WHAT YOU NEED TO DO: Return all lines in the data where the string "items" can be found.

[Dataset entries]
▶
#[cfg(test)]
mod tests {
    use super::*;
    use crate::model::CampaignCreate;
    use crate::service::testing::open_db;
    use crate::service::{CampaignService, ServiceError};
    use crate::store::StoreError;
    use chrono::NaiveDate;

    fn campaign(conn: &Connection, name: &str) -> i64 {
        CampaignService::create(
            conn,
            CampaignCreate {
                name: name.to_string(),
                ..Default::default()
            },
        )
        .unwrap()
        .id
    }

    fn segment(conn: &Connection, name: &str, category: &str, customers: Option<i64>) -> Segment {
        SegmentService::create(
            conn,
            SegmentCreate {
                name: name.to_string(),
                category: Some(category.to_string()),
                customer_count: customers,
                ..Default::default()
            },
        )
        .unwrap()
    }

    #[test]
    fn test_create_then_get_round_trips() {
        let (db, _dir) = open_db();
        let conn = db.session().unwrap();
        let spring = campaign(&conn, "Spring Sale");
        let email = campaign(&conn, "Win-back Email");

        let created = SegmentService::create(
            &conn,
            SegmentCreate {
                name: "Loyal Customers".to_string(),
                description: Some("Bought 3+ times".to_string()),
                owner: Some("crm".to_string()),
                category: Some("retention".to_string()),
                tags: Some("vip".to_string()),
                refresh_period: Some("daily".to_string()),
                query_definition: Some("orders >= 3".to_string()),
                customer_count: Some(1000),
                metric1_value: Some("42%".to_string()),
                metric1_label: Some("Repeat rate".to_string()),
                metric4_value: Some("$120".to_string()),
                metric4_label: Some("AOV".to_string()),
                last_touch_channel: Some("email".to_string()),
                last_touch_date: NaiveDate::from_ymd_opt(2024, 4, 1),
                campaign_ids: vec![email, spring],
                ..Default::default()
            },
        )
        .unwrap();

        let names: Vec<&str> = created.campaigns.iter().map(|c| c.name.as_str()).collect();
        assert_eq!(names, vec!["Win-back Email", "Spring Sale"]);

        let fetched = SegmentService::get(&conn, created.id).unwrap().unwrap();
        assert_eq!(fetched, created);
    }

    #[test]
    fn test_create_with_unknown_campaign_rolls_back() {
        let (db, _dir) = open_db();
        let conn = db.session().unwrap();

        let err = SegmentService::create(
            &conn,
            SegmentCreate {
                name: "Orphan".to_string(),
                campaign_ids: vec![404],
                ..Default::default()
            },
        )
        .unwrap_err();

        assert!(matches!(
            err,
            ServiceError::Store(StoreError::ConstraintViolation(_))
        ));
        let page = SegmentService::list(&conn, Pagination::default(), &SegmentFilter::default())
            .unwrap();
        assert_eq!(page.total, 0);
    }

    #[test]
    fn test_update_replaces_links_only_when_present() {
        let (db, _dir) = open_db();
        let conn = db.session().unwrap();
        let a = campaign(&conn, "A");
        let b = campaign(&conn, "B");
        let created = SegmentService::create(
            &conn,
            SegmentCreate {
                name: "Dormant".to_string(),
                campaign_ids: vec![a],
                ..Default::default()
            },
        )
        .unwrap();

        let renamed = SegmentService::update(
            &conn,
            created.id,
            SegmentUpdate {
                name: Some("Dormant 90d".to_string()),
                ..Default::default()
            },
        )
        .unwrap()
        .unwrap();
        assert_eq!(renamed.campaigns.len(), 1);
        assert!(renamed.updated_at > created.updated_at);

        let relinked = SegmentService::update(
            &conn,
            created.id,
            SegmentUpdate {
                campaign_ids: Some(vec![b, b]),
                ..Default::default()
            },
        )
        .unwrap()
        .unwrap();
        let ids: Vec<i64> = relinked.campaigns.iter().map(|c| c.id).collect();
        assert_eq!(ids, vec![b, b]);
        assert_eq!(relinked.name, "Dormant 90d");
    }

    #[test]
    fn test_link_and_unlink() {
        let (db, _dir) = open_db();
        let conn = db.session().unwrap();
        let a = campaign(&conn, "A");
        let seg = segment(&conn, "Loyal", "retention", None);

        let linked = SegmentService::link_campaign(&conn, seg.id, a).unwrap().unwrap();
        assert_eq!(linked.campaigns, vec![CampaignSummary { id: a, name: "A".to_string() }]);
        assert!(linked.updated_at > seg.updated_at);

        assert!(SegmentService::link_campaign(&conn, seg.id, 999).unwrap().is_none());
        assert!(SegmentService::link_campaign(&conn, 999, a).unwrap().is_none());

        assert!(SegmentService::unlink_campaign(&conn, seg.id, a).unwrap());
        assert!(!SegmentService::unlink_campaign(&conn, seg.id, a).unwrap());
        let fetched = SegmentService::get(&conn, seg.id).unwrap().unwrap();
        assert!(fetched.campaigns.is_empty());
    }

    #[test]
    fn test_delete_keeps_campaigns() {
        let (db, _dir) = open_db();
        let conn = db.session().unwrap();
        let a = campaign(&conn, "A");
        let seg = segment(&conn, "Loyal", "retention", Some(10));
        SegmentService::link_campaign(&conn, seg.id, a).unwrap();

        assert!(SegmentService::delete(&conn, seg.id).unwrap());
        assert!(SegmentService::get(&conn, seg.id).unwrap().is_none());
        assert!(CampaignService::get(&conn, a).unwrap().is_some());

        let links: i64 = conn
            .query_row("SELECT COUNT(*) FROM segment_campaigns", [], |row| row.get(0))
            .unwrap();
        assert_eq!(links, 0);
        assert!(!SegmentService::delete(&conn, seg.id).unwrap());
    }

    #[test]
    fn test_list_filters_and_embeds_campaigns() {
        let (db, _dir) = open_db();
        let conn = db.session().unwrap();
        let a = campaign(&conn, "A");

        let loyal = segment(&conn, "Loyal Customers", "retention", Some(1000));
        segment(&conn, "Dormant", "reactivation", Some(500));
        segment(&conn, "VIP", "retention", None);
        SegmentService::link_campaign(&conn, loyal.id, a).unwrap();

        let retention = SegmentFilter {
            category: Some("retention".to_string()),
            ..Default::default()
        };
        let page = SegmentService::list(&conn, Pagination::default(), &retention).unwrap();
        assert_eq!(page.total, 2);
        assert_eq!(page.items[0].name, "Loyal Customers");
        assert_eq!(page.items[0].campaigns.len(), 1);
        assert!(page.items[1].campaigns.is_empty());

        let search = SegmentFilter {
            search: Some("dorm".to_string()),
            ..Default::default()
        };
        let page = SegmentService::list(&conn, Pagination::new(0, 1).unwrap(), &search).unwrap();
        assert_eq!(page.total, 1);
        assert_eq!(page.items.len(), 1);
    }
}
◀
EXERCISE RESULT:
        assert_eq!(page.items[0].name, "Loyal Customers");
        assert_eq!(page.items[0].campaigns.len(), 1);
        assert!(page.items[1].campaigns.is_empty());
        assert_eq!(page.items.len(), 1);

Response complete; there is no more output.